Agriculture News, jobs

Cotton Crop News

BT Cotton with Reusable Seeds

Bathinda: Indian Cotton farmers may get two home-grown BT cotton seeds that they would not have to purchase every year. PAU board of management member Satbir Singh Gosal claimed that Ludhiana-headquartered Punjab Agricultural University (PAU) has become the first agriculture research institute in India to develop two varieties of BT cotton whose plant's seed can be used in the next season too.

This was the first that such seeds had been developed in the country, said Pankaj Rathore, PAU's Faridkot research station director, while speaking at an interaction with farmers at PAU's regional research station in Bathinda.

Rathore said that, farmers would save on the cost of purchasing cotton seeds of hybrid varieties by using the F1861 and PAU BT1 strains. These varieties will be discussed at a meeting of All India Coordinated Research Project (AICRP) on cotton in Coimbatore on April 8. In the next two months, it will be sent to its genetic-engineering appraisal committee (GEAC) for approval.

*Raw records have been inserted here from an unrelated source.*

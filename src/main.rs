// SPDX-License-Identifier: AGPL-3.0-or-later
//
// Copyright (C) 2026 Relational Network

use std::{sync::Arc, time::Duration};

use axum_server::{tls_rustls::RustlsConfig, Handle};
use tokio_util::sync::CancellationToken;
use tracing::{error, info};
use tracing_subscriber::{layer::SubscriberExt, util::SubscriberInitExt, EnvFilter};

use relational_token_server::{
    api::router,
    config::{LogFormat, ServerConfig},
    state::AppState,
    storage::{ExpiredTokenSweeper, TokenDatabase},
};

/// Time in-flight requests get to finish after a shutdown signal.
const SHUTDOWN_GRACE: Duration = Duration::from_secs(10);

#[tokio::main]
async fn main() -> Result<(), Box<dyn std::error::Error>> {
    let config = ServerConfig::from_env()?;
    init_tracing(config.log_format);

    let db = Arc::new(TokenDatabase::open(&config.database_path())?);
    info!(path = %config.database_path().display(), "Token database opened");

    for user_id in &config.seed_principals {
        db.register_principal(user_id)?;
    }
    if !config.seed_principals.is_empty() {
        info!(count = config.seed_principals.len(), "Seed principals registered");
    }

    let shutdown = CancellationToken::new();
    if let Some(interval) = config.purge_interval {
        let sweeper = ExpiredTokenSweeper::new(db.clone(), interval);
        tokio::spawn(sweeper.run(shutdown.clone()));
    }

    let state = AppState::new(db, config.auth.clone());
    let app = router(state);

    let handle = Handle::new();
    tokio::spawn({
        let handle = handle.clone();
        let shutdown = shutdown.clone();
        async move {
            shutdown_signal().await;
            info!("Shutdown signal received");
            shutdown.cancel();
            handle.graceful_shutdown(Some(SHUTDOWN_GRACE));
        }
    });

    let addr = config.bind_addr;
    match &config.tls {
        Some(tls) => {
            // Install the ring crypto provider for rustls (must be done before any TLS operations)
            rustls::crypto::ring::default_provider()
                .install_default()
                .map_err(|_| "failed to install rustls crypto provider")?;

            let tls_config = RustlsConfig::from_pem_file(&tls.cert, &tls.key).await?;
            info!("Relational Token server listening on https://{addr} (docs at /docs)");
            axum_server::bind_rustls(addr, tls_config)
                .handle(handle)
                .serve(app.into_make_service())
                .await?;
        }
        None => {
            info!("Relational Token server listening on http://{addr} (docs at /docs)");
            axum_server::bind(addr)
                .handle(handle)
                .serve(app.into_make_service())
                .await?;
        }
    }

    info!("Server stopped");
    Ok(())
}

fn init_tracing(format: LogFormat) {
    let filter = EnvFilter::try_from_default_env()
        .unwrap_or_else(|_| EnvFilter::new("info,tower_http=debug"));
    let registry = tracing_subscriber::registry().with(filter);

    match format {
        LogFormat::Json => registry.with(tracing_subscriber::fmt::layer().json()).init(),
        LogFormat::Pretty => registry.with(tracing_subscriber::fmt::layer()).init(),
    }
}

async fn shutdown_signal() {
    let ctrl_c = async {
        if let Err(e) = tokio::signal::ctrl_c().await {
            error!(error = %e, "Failed to listen for Ctrl-C");
            std::future::pending::<()>().await;
        }
    };

    #[cfg(unix)]
    let terminate = async {
        use tokio::signal::unix::{signal, SignalKind};

        match signal(SignalKind::terminate()) {
            Ok(mut sigterm) => {
                sigterm.recv().await;
            }
            Err(e) => {
                error!(error = %e, "Failed to listen for SIGTERM");
                std::future::pending::<()>().await;
            }
        }
    };

    #[cfg(not(unix))]
    let terminate = std::future::pending::<()>();

    tokio::select! {
        _ = ctrl_c => {},
        _ = terminate => {},
    }
}
// SPDX-License-Identifier: AGPL-3.0-or-later
//
// Copyright (C) 2026 Relational Network

//! Relational Token Server - Short-lived Access Token Service
//!
//! Issues six-character access tokens bound to the user that requested them,
//! valid for at most three days, and verifies presented tokens against
//! ownership and expiry.
//!
//! ## Modules
//!
//! - `api` - HTTP API handlers (Axum)
//! - `auth` - Session JWT authentication
//! - `config` - Environment configuration
//! - `storage` - Embedded token database (redb) and expired-token sweeper
//! - `tokens` - Token generation, issuance and verification

pub mod api;
pub mod auth;
pub mod config;
pub mod error;
pub mod models;
pub mod state;
pub mod storage;
pub mod tokens;
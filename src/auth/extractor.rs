// SPDX-License-Identifier: AGPL-3.0-or-later
//
// Copyright (C) 2026 Relational Network

//! Axum extractor for authenticated users.
//!
//! Use the `Auth` extractor in handlers to require authentication:
//!
//! ```rust,ignore
//! async fn my_handler(Auth(user): Auth) -> impl IntoResponse {
//!     // user.user_id is the owner identity for this request
//! }
//! ```

use axum::{
    extract::FromRequestParts,
    http::{header::AUTHORIZATION, request::Parts},
};
use jsonwebtoken::decode;

use super::{AuthConfig, AuthError, AuthenticatedUser, SessionClaims};
use crate::state::AppState;

/// Extractor for authenticated users.
///
/// Validates the session JWT from the Authorization header and provides the
/// authenticated user. Rejects with 401 when the header is missing or the
/// token does not verify.
pub struct Auth(pub AuthenticatedUser);

impl FromRequestParts<AppState> for Auth {
    type Rejection = AuthError;

    async fn from_request_parts(parts: &mut Parts, state: &AppState) -> Result<Self, Self::Rejection> {
        // Extract Authorization header
        let auth_header = parts
            .headers
            .get(AUTHORIZATION)
            .ok_or(AuthError::MissingAuthHeader)?
            .to_str()
            .map_err(|_| AuthError::InvalidAuthHeader)?;

        // Extract Bearer token
        let token = auth_header
            .strip_prefix("Bearer ")
            .map(str::trim)
            .filter(|t| !t.is_empty())
            .ok_or(AuthError::InvalidAuthHeader)?;

        let user = verify_session_token(token, &state.auth_config)?;

        Ok(Auth(user))
    }
}

/// Extractor that requires the admin role.
pub struct AdminOnly(pub AuthenticatedUser);

impl FromRequestParts<AppState> for AdminOnly {
    type Rejection = AuthError;

    async fn from_request_parts(parts: &mut Parts, state: &AppState) -> Result<Self, Self::Rejection> {
        let Auth(user) = Auth::from_request_parts(parts, state).await?;

        if !user.is_admin {
            return Err(AuthError::InsufficientPermissions);
        }

        Ok(AdminOnly(user))
    }
}

/// Verify a session JWT and extract the user it identifies.
pub fn verify_session_token(token: &str, config: &AuthConfig) -> Result<AuthenticatedUser, AuthError> {
    let token_data = decode::<SessionClaims>(token, config.decoding_key(), &config.validation())?;

    if token_data.claims.sub.trim().is_empty() {
        return Err(AuthError::MissingSubject);
    }

    Ok(AuthenticatedUser::from_claims(token_data.claims))
}
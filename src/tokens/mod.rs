// SPDX-License-Identifier: AGPL-3.0-or-later
//
// Copyright (C) 2026 Relational Network

//! # Access Tokens
//!
//! Issue and verify short-lived, owner-bound access tokens.
//!
//! ## Lifecycle
//!
//! 1. An authenticated principal asks for a token with an expiry at most
//!    three days away.
//! 2. A 6-symbol `A-Z0-9` value is drawn from the process CSPRNG and stored
//!    with the owner and expiry. A value still held by an unexpired record
//!    is redrawn (bounded).
//! 3. The owner presents the value; it is valid while a record with that
//!    exact value and owner has not passed its expiry. Verification never
//!    consumes or mutates the record.

pub mod error;
pub mod generator;
pub mod service;

pub use error::TokenError;
pub use generator::{TokenGenerator, TOKEN_ALPHABET, TOKEN_LENGTH};
pub use service::{IssuedToken, TokenService, ValidToken, MAX_ISSUE_ATTEMPTS, MAX_TOKEN_LIFETIME};
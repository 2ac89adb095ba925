//! Field resolver: eight short-circuiting tiers from label to selector

use crate::tiers::{
    candidates, first_match, mapped_value, mapping_for, selectors_for, FieldQuery, TierInput,
    ATTRIBUTE_TIERS, LEXICAL_TIERS,
};
use async_trait::async_trait;
use probe_core::config::ResolverConfig;
use probe_core::fail_open::fail_open;
use probe_core::{DomSnapshot, FieldKind, FieldMapping, Result, Tier};
use serde::{Deserialize, Serialize};
use std::sync::Arc;
use tracing::{debug, instrument};

/// Semantic value mapping supplied by a language-model collaborator
#[async_trait]
pub trait ValueMapper: Send + Sync {
    /// Most probable technical value for a human label, if any
    async fn map_value(
        &self,
        label: &str,
        kind: FieldKind,
        name: &str,
        candidates: &[String],
    ) -> Result<Option<String>>;
}

/// A resolved field: the winning mapping and every selector for it, best first
#[derive(Debug, Clone, PartialEq, Serialize, Deserialize)]
pub struct Resolution {
    pub mapping: FieldMapping,
    pub selectors: Vec<String>,
}

pub struct FieldResolver {
    config: ResolverConfig,
    mapper: Option<Arc<dyn ValueMapper>>,
}

impl FieldResolver {
    pub fn new(config: ResolverConfig) -> Self {
        Self {
            config,
            mapper: None,
        }
    }

    /// Enable the semantic tier
    pub fn with_mapper(mut self, mapper: Arc<dyn ValueMapper>) -> Self {
        self.mapper = Some(mapper);
        self
    }

    pub fn config(&self) -> &ResolverConfig {
        &self.config
    }

    /// Resolve `query` against `page`. `None` when every tier misses.
    #[instrument(skip(self, page), fields(kind = %query.kind, name = %query.name, label = %query.label))]
    pub async fn resolve(&self, page: &DomSnapshot, query: &FieldQuery) -> Option<Resolution> {
        let input = TierInput {
            page,
            query,
            candidates: candidates(page, query),
            config: &self.config,
        };
        if input.candidates.is_empty() {
            debug!("No candidates of this kind on the page");
            return None;
        }

        let hit = match first_match(&input, LEXICAL_TIERS) {
            Some(hit) => Some(hit),
            None => match self.semantic(&input).await {
                Some(hit) => Some(hit),
                None => first_match(&input, ATTRIBUTE_TIERS),
            },
        };
        self.finish(&input, hit)
    }

    /// All tiers except the semantic one; no collaborator is consulted
    pub fn resolve_lexical(&self, page: &DomSnapshot, query: &FieldQuery) -> Option<Resolution> {
        let input = TierInput {
            page,
            query,
            candidates: candidates(page, query),
            config: &self.config,
        };
        let hit = first_match(&input, LEXICAL_TIERS).or_else(|| first_match(&input, ATTRIBUTE_TIERS));
        self.finish(&input, hit)
    }

    /// Selectors only; empty when unresolved
    pub async fn resolve_selectors(&self, page: &DomSnapshot, query: &FieldQuery) -> Vec<String> {
        self.resolve(page, query)
            .await
            .map(|r| r.selectors)
            .unwrap_or_default()
    }

    async fn semantic(&self, input: &TierInput<'_>) -> Option<(Tier, usize)> {
        let mapper = self.mapper.as_ref()?;
        let values: Vec<String> = input.candidates.iter().map(|c| c.value.clone()).collect();
        let query = input.query;
        let mapped = fail_open("map_value", || {
            mapper.map_value(&query.label, query.kind, &query.name, &values)
        })
        .await
        .flatten()?;
        debug!(mapped = %mapped, "Semantic mapping suggested a value");
        mapped_value(input, &mapped).map(|idx| (Tier::Semantic, idx))
    }

    fn finish(&self, input: &TierInput<'_>, hit: Option<(Tier, usize)>) -> Option<Resolution> {
        let Some((tier, idx)) = hit else {
            debug!("All tiers exhausted");
            return None;
        };
        let candidate = input.candidates.get(idx)?;
        let selectors = selectors_for(input.page, input.query.kind, candidate);
        let primary = selectors.first().cloned().unwrap_or_default();
        debug!(%tier, selector = %primary, "Resolved field");
        Some(Resolution {
            mapping: mapping_for(candidate, primary, tier),
            selectors,
        })
    }
}

impl Default for FieldResolver {
    fn default() -> Self {
        Self::new(ResolverConfig::default())
    }
}

#[cfg(test)]
mod tests {
    use super::*;
    use probe_core::{DomElement, ProbeError};

    fn interests(with_labels: bool) -> DomSnapshot {
        let mut elements = vec![DomElement::new(0, "form")];
        for (i, (value, text)) in [("tech", "Technology"), ("travel", "Travel"), ("sports", "Sports")]
            .iter()
            .enumerate()
        {
            let mut input = DomElement::new(1 + i * 2, "input");
            input.input_type = Some("checkbox".to_string());
            input.name = Some("interests".to_string());
            input.value = Some(value.to_string());
            input.parent = Some(0);
            elements.push(input);
            let mut br = DomElement::new(2 + i * 2, "br");
            br.parent = Some(0);
            if with_labels {
                br.tag = "span".to_string();
                br.text = text.to_string();
            }
            elements.push(br);
        }
        DomSnapshot {
            elements,
            ..DomSnapshot::default()
        }
    }

    struct FixedMapper(Option<&'static str>);

    #[async_trait]
    impl ValueMapper for FixedMapper {
        async fn map_value(&self, _: &str, _: FieldKind, _: &str, _: &[String]) -> Result<Option<String>> {
            Ok(self.0.map(String::from))
        }
    }

    struct FailingMapper;

    #[async_trait]
    impl ValueMapper for FailingMapper {
        async fn map_value(&self, _: &str, _: FieldKind, _: &str, _: &[String]) -> Result<Option<String>> {
            Err(ProbeError::Api("unavailable".to_string()))
        }
    }

    #[tokio::test]
    async fn test_interests_resolve_by_partial_tier() {
        let page = interests(false);
        let query = FieldQuery::new(FieldKind::Checkbox, "interests", "Technology");
        let resolution = FieldResolver::default().resolve(&page, &query).await.unwrap();
        assert_eq!(resolution.mapping.tier, Tier::Partial);
        assert_eq!(resolution.mapping.raw_value, "tech");
        assert_eq!(
            resolution.selectors[0],
            r#"input[type="checkbox"][name="interests"][value="tech"]"#
        );
    }

    #[tokio::test]
    async fn test_label_text_wins_when_labels_exist() {
        let page = interests(true);
        let query = FieldQuery::new(FieldKind::Checkbox, "interests", "travel");
        // exact value beats everything
        let r = FieldResolver::default().resolve(&page, &query).await.unwrap();
        assert_eq!(r.mapping.tier, Tier::ExactValue);

        let query = FieldQuery::new(FieldKind::Checkbox, "interests", "Technology");
        let r = FieldResolver::default().resolve(&page, &query).await.unwrap();
        assert_eq!(r.mapping.tier, Tier::LabelText);
        assert_eq!(r.mapping.recovered_label.as_deref(), Some("Technology"));
    }

    #[tokio::test]
    async fn test_exact_value_beats_better_fuzzy_label_elsewhere() {
        let mut page = interests(true);
        // the "sports" checkbox is captioned "Travel" exactly
        page.elements[6].text = "travel".to_string();
        let query = FieldQuery::new(FieldKind::Checkbox, "interests", "travel");
        let r = FieldResolver::default().resolve(&page, &query).await.unwrap();
        assert_eq!(r.mapping.tier, Tier::ExactValue);
        assert_eq!(r.mapping.raw_value, "travel");
    }

    #[tokio::test]
    async fn test_semantic_tier_requires_existing_different_value() {
        let page = interests(false);
        let query = FieldQuery::new(FieldKind::Checkbox, "interests", "Athletics");

        let none = FieldResolver::default().resolve(&page, &query).await;
        assert!(none.is_none());

        let mapped = FieldResolver::default()
            .with_mapper(Arc::new(FixedMapper(Some("sports"))))
            .resolve(&page, &query)
            .await
            .unwrap();
        assert_eq!(mapped.mapping.tier, Tier::Semantic);
        assert_eq!(mapped.mapping.raw_value, "sports");

        let unknown = FieldResolver::default()
            .with_mapper(Arc::new(FixedMapper(Some("golf"))))
            .resolve(&page, &query)
            .await;
        assert!(unknown.is_none());

        let failing = FieldResolver::default()
            .with_mapper(Arc::new(FailingMapper))
            .resolve(&page, &query)
            .await;
        assert!(failing.is_none());
    }

    #[tokio::test]
    async fn test_no_candidates_is_empty() {
        let page = interests(false);
        let query = FieldQuery::new(FieldKind::Radio, "interests", "tech");
        let resolver = FieldResolver::default();
        assert!(resolver.resolve_selectors(&page, &query).await.is_empty());
        assert!(resolver.resolve_lexical(&page, &query).is_none());
    }

    #[test]
    fn test_generic_fields_match_by_name() {
        let mut page = DomSnapshot::default();
        page.elements.push(DomElement::new(0, "form"));
        let mut first = DomElement::new(1, "input");
        first.name = Some("firstName".to_string());
        first.parent = Some(0);
        page.elements.push(first);
        let query = FieldQuery::generic("first name");
        let r = FieldResolver::default().resolve_lexical(&page, &query).unwrap();
        assert_eq!(r.mapping.tier, Tier::NormalizedValue);
        assert_eq!(r.selectors[0], r#"input[name="firstName"]"#);
    }
}
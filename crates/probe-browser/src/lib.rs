//! Browser automation for UI-probe
//!
//! The engine drives pages through the [`Driver`] trait.
//!
//! - [`BrowserSession`]: headless Chrome over the DevTools protocol
//! - [`MockDriver`]: in-memory page for tests, built with [`PageBuilder`]
//!
//! # Example
//!
//! ```no_run
//! use probe_browser::{analyze_ui, BrowserSession, Driver};
//! use probe_core::config::BrowserSettings;
//!
//! #[tokio::main]
//! async fn main() -> Result<(), Box<dyn std::error::Error>> {
//!     let session = BrowserSession::launch(&BrowserSettings::default()).await?;
//!     session.navigate("https://example.com/login").await?;
//!
//!     let analysis = analyze_ui(&session).await?;
//!     println!("{} forms, {} buttons", analysis.forms.len(), analysis.buttons.len());
//!     Ok(())
//! }
//! ```
//!
//! # Requirements
//!
//! - Chrome or Chromium installed for [`BrowserSession::launch`]
//! - For attaching to a running browser: `chrome --remote-debugging-port=9222`

mod driver;
mod fixture;
mod mock;
pub mod screenshot;
pub mod scripts;
pub mod selector;
mod session;
mod verification;

pub use driver::{decode_script_value, Driver};
pub use fixture::PageBuilder;
pub use mock::{DriverCall, MockDriver, MockFailure};
pub use scripts::{ElementAction, RescueScope};
pub use session::BrowserSession;
pub use verification::{
    analyze_ui, check_text, verify_page, ElementSummary, PageVerification, UiAnalysis,
};
//! Probe Forms - which form does a goal mean, and what goes in it
//!
//! [`FormInferenceEngine`] scores every form on a page against the goal's
//! category and infers field semantics and validation for the winner.
//! [`DataSynthesizer`] produces plausible values for those fields.

pub mod field_types;
pub mod inference;
pub mod synthesizer;

pub use field_types::{infer_field_type, validation_for};
pub use inference::{FormInferenceEngine, GoalCategory, InferenceContext, InferredForm};
pub use synthesizer::DataSynthesizer;
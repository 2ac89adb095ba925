//! Type definitions for language-model interactions

use chrono::{DateTime, Utc};
use probe_core::FailureKind;
use serde::{Deserialize, Serialize};

/// Claude model variants
#[derive(Debug, Clone, Copy, PartialEq, Eq, Default, Serialize, Deserialize)]
#[serde(rename_all = "lowercase")]
pub enum Model {
    Opus,
    #[default]
    Sonnet,
    Haiku,
}

impl Model {
    pub fn api_name(&self) -> &'static str {
        match self {
            Model::Opus => "claude-opus-4-20250514",
            Model::Sonnet => "claude-sonnet-4-5-20250929",
            Model::Haiku => "claude-haiku-3-5-20250929",
        }
    }
}

impl std::fmt::Display for Model {
    fn fmt(&self, f: &mut std::fmt::Formatter<'_>) -> std::fmt::Result {
        match self {
            Model::Opus => write!(f, "opus"),
            Model::Sonnet => write!(f, "sonnet"),
            Model::Haiku => write!(f, "haiku"),
        }
    }
}

impl std::str::FromStr for Model {
    type Err = String;

    fn from_str(s: &str) -> Result<Self, Self::Err> {
        match s.to_lowercase().as_str() {
            "opus" => Ok(Model::Opus),
            "sonnet" => Ok(Model::Sonnet),
            "haiku" => Ok(Model::Haiku),
            _ => Err(format!("Invalid model: {}. Use opus, sonnet, or haiku.", s)),
        }
    }
}

/// Token usage information
#[derive(Debug, Clone, Default, Serialize, Deserialize)]
pub struct Usage {
    pub input_tokens: usize,
    pub output_tokens: usize,
}

/// One completed model call
#[derive(Debug, Clone, Serialize, Deserialize)]
pub struct Completion {
    pub text: String,
    pub model: Model,
    pub timestamp: DateTime<Utc>,
    pub usage: Option<Usage>,
}

/// What went wrong with an action, in terms the executor can act on
#[derive(Debug, Clone, PartialEq, Serialize, Deserialize)]
pub struct ErrorInterpretation {
    pub kind: FailureKind,
    pub explanation: String,
    #[serde(default)]
    pub suggestion: Option<String>,
    #[serde(default)]
    pub retryable: bool,
}

/// Anthropic API message format
#[derive(Debug, Clone, Serialize, Deserialize)]
pub struct AnthropicMessage {
    pub role: String,
    pub content: String,
}

/// Anthropic API request format
#[derive(Debug, Clone, Serialize)]
pub struct AnthropicRequest {
    pub model: String,
    pub max_tokens: usize,
    #[serde(skip_serializing_if = "Option::is_none")]
    pub system: Option<String>,
    pub messages: Vec<AnthropicMessage>,
}

/// Anthropic API response format
#[derive(Debug, Clone, Deserialize)]
pub struct AnthropicResponse {
    pub content: Vec<AnthropicContent>,
    pub usage: Option<Usage>,
}

/// Content block in Anthropic response
#[derive(Debug, Clone, Deserialize)]
pub struct AnthropicContent {
    #[serde(rename = "type")]
    pub content_type: String,
    #[serde(default)]
    pub text: String,
}
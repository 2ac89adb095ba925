//! Probe Planning - natural-language goals to ordered actions
//!
//! This crate turns goal text into structured intents ([`GoalParser`]) and
//! ordered action lists ([`WorkflowDecomposer`]), and rewrites action lists
//! into equivalent shorter ones ([`optimize`]).
//!
//! Classification is an ordered rule table: the first matching rule wins,
//! so precedence is the table order and each rule is testable alone.

pub mod decomposer;
pub mod optimizer;
pub mod parser;
pub mod rules;
pub mod vocabulary;

pub use decomposer::WorkflowDecomposer;
pub use optimizer::optimize;
pub use parser::GoalParser;
pub use rules::{Rule, RuleTable};
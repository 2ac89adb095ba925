//! Probe Resolver - map human labels to technical selectors
//!
//! Pages are inconsistent: a checkbox captioned "Technology" may carry the
//! value `tech`, an input labelled "E-mail" may be named `user_mail`. The
//! [`FieldResolver`] tries eight tiers in order, from exact value match to
//! ARIA attributes, and stops at the first hit. Exhausting them yields an
//! empty result, never a guess.
//!
//! Click targets ("Sign In button") go through [`resolve_clickable`].

pub mod clickable;
pub mod labels;
mod resolver;
pub mod similarity;
pub mod tiers;

pub use clickable::{looks_like_selector, resolve_clickable};
pub use labels::recover_label;
pub use resolver::{FieldResolver, Resolution, ValueMapper};
pub use similarity::{normalize, partial_match, similarity};
pub use tiers::FieldQuery;
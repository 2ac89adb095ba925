//! Scripted language model for tests

use crate::strategy::{interpret_by_text, LanguageModel};
use crate::types::ErrorInterpretation;
use async_trait::async_trait;
use parking_lot::Mutex;
use probe_core::{Action, FieldKind, ParsedGoal, ProbeError, Result};
use probe_planning::GoalParser;
use std::collections::VecDeque;

/// Answers from queues; every call is recorded by operation name.
///
/// A failing mock returns an API error from every operation.
#[derive(Default)]
pub struct MockLanguageModel {
    fail: bool,
    selectors: Mutex<VecDeque<Vec<String>>>,
    mappings: Mutex<VecDeque<Option<String>>>,
    completions: Mutex<VecDeque<String>>,
    calls: Mutex<Vec<String>>,
}

impl MockLanguageModel {
    pub fn new() -> Self {
        Self::default()
    }

    pub fn failing() -> Self {
        Self {
            fail: true,
            ..Self::default()
        }
    }

    pub fn push_selectors(&self, selectors: Vec<String>) {
        self.selectors.lock().push_back(selectors);
    }

    pub fn push_mapping(&self, value: Option<String>) {
        self.mappings.lock().push_back(value);
    }

    pub fn push_completion(&self, text: impl Into<String>) {
        self.completions.lock().push_back(text.into());
    }

    pub fn calls(&self) -> Vec<String> {
        self.calls.lock().clone()
    }

    fn record(&self, operation: &str) -> Result<()> {
        self.calls.lock().push(operation.to_string());
        if self.fail {
            Err(ProbeError::Api(format!("mock {} failure", operation)))
        } else {
            Ok(())
        }
    }
}

#[async_trait]
impl LanguageModel for MockLanguageModel {
    fn name(&self) -> &str {
        "mock"
    }

    async fn parse_goal(&self, goal: &str) -> Result<ParsedGoal> {
        self.record("parse_goal")?;
        Ok(GoalParser::new().parse(goal))
    }

    async fn interpret_error(&self, error: &str, action: &Action) -> Result<ErrorInterpretation> {
        self.record("interpret_error")?;
        Ok(interpret_by_text(error, action))
    }

    async fn suggest_selectors(&self, _description: &str, _html: &str) -> Result<Vec<String>> {
        self.record("suggest_selectors")?;
        Ok(self.selectors.lock().pop_front().unwrap_or_default())
    }

    async fn map_value(
        &self,
        _label: &str,
        _kind: FieldKind,
        _name: &str,
        _candidates: &[String],
    ) -> Result<Option<String>> {
        self.record("map_value")?;
        Ok(self.mappings.lock().pop_front().flatten())
    }

    async fn complete(&self, _prompt: &str) -> Result<String> {
        self.record("complete")?;
        self.completions
            .lock()
            .pop_front()
            .ok_or_else(|| ProbeError::Api("no scripted completion".to_string()))
    }
}

#[cfg(test)]
mod tests {
    use super::*;

    #[tokio::test]
    async fn test_completions_replay_then_error() {
        let model = MockLanguageModel::new();
        model.push_completion("{\"kind\": \"timeout\"}");
        assert_eq!(model.complete("why?").await.unwrap(), "{\"kind\": \"timeout\"}");
        assert!(model.complete("again?").await.is_err());
        assert_eq!(model.calls(), vec!["complete", "complete"]);
    }

    #[tokio::test]
    async fn test_failing_mock_records_and_errors() {
        let model = MockLanguageModel::failing();
        assert!(model.parse_goal("click Save").await.is_err());
        assert!(model.suggest_selectors("click Save", "<body></body>").await.is_err());
        assert_eq!(model.calls(), vec!["parse_goal", "suggest_selectors"]);
    }
}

By 2018, PAU is hoping that the two varieties would be available to farmers. PAU scientists claimed these varieties would be out of patent, unlike the Monsanto-patented hybrid strains.

A 450-gram packet of the hybrid BT cotton variety costs Rs 800 to a farmer at present. Two packets are used per acre. Farmers using the two PAU varieties could end up saving Rs 1,600 per acre, if all goes according to plan.

The F1861 variety was developed in collaboration with the Central Institute of Cotton Research (CICR), Nagpur, said Gosal. "The PAU BT1 variety has been wholly developed by us. We will discuss about these varieties at the Coimbatore meet and send these to GEAC in the next two months. We hope to start providing these to farmers in 2018."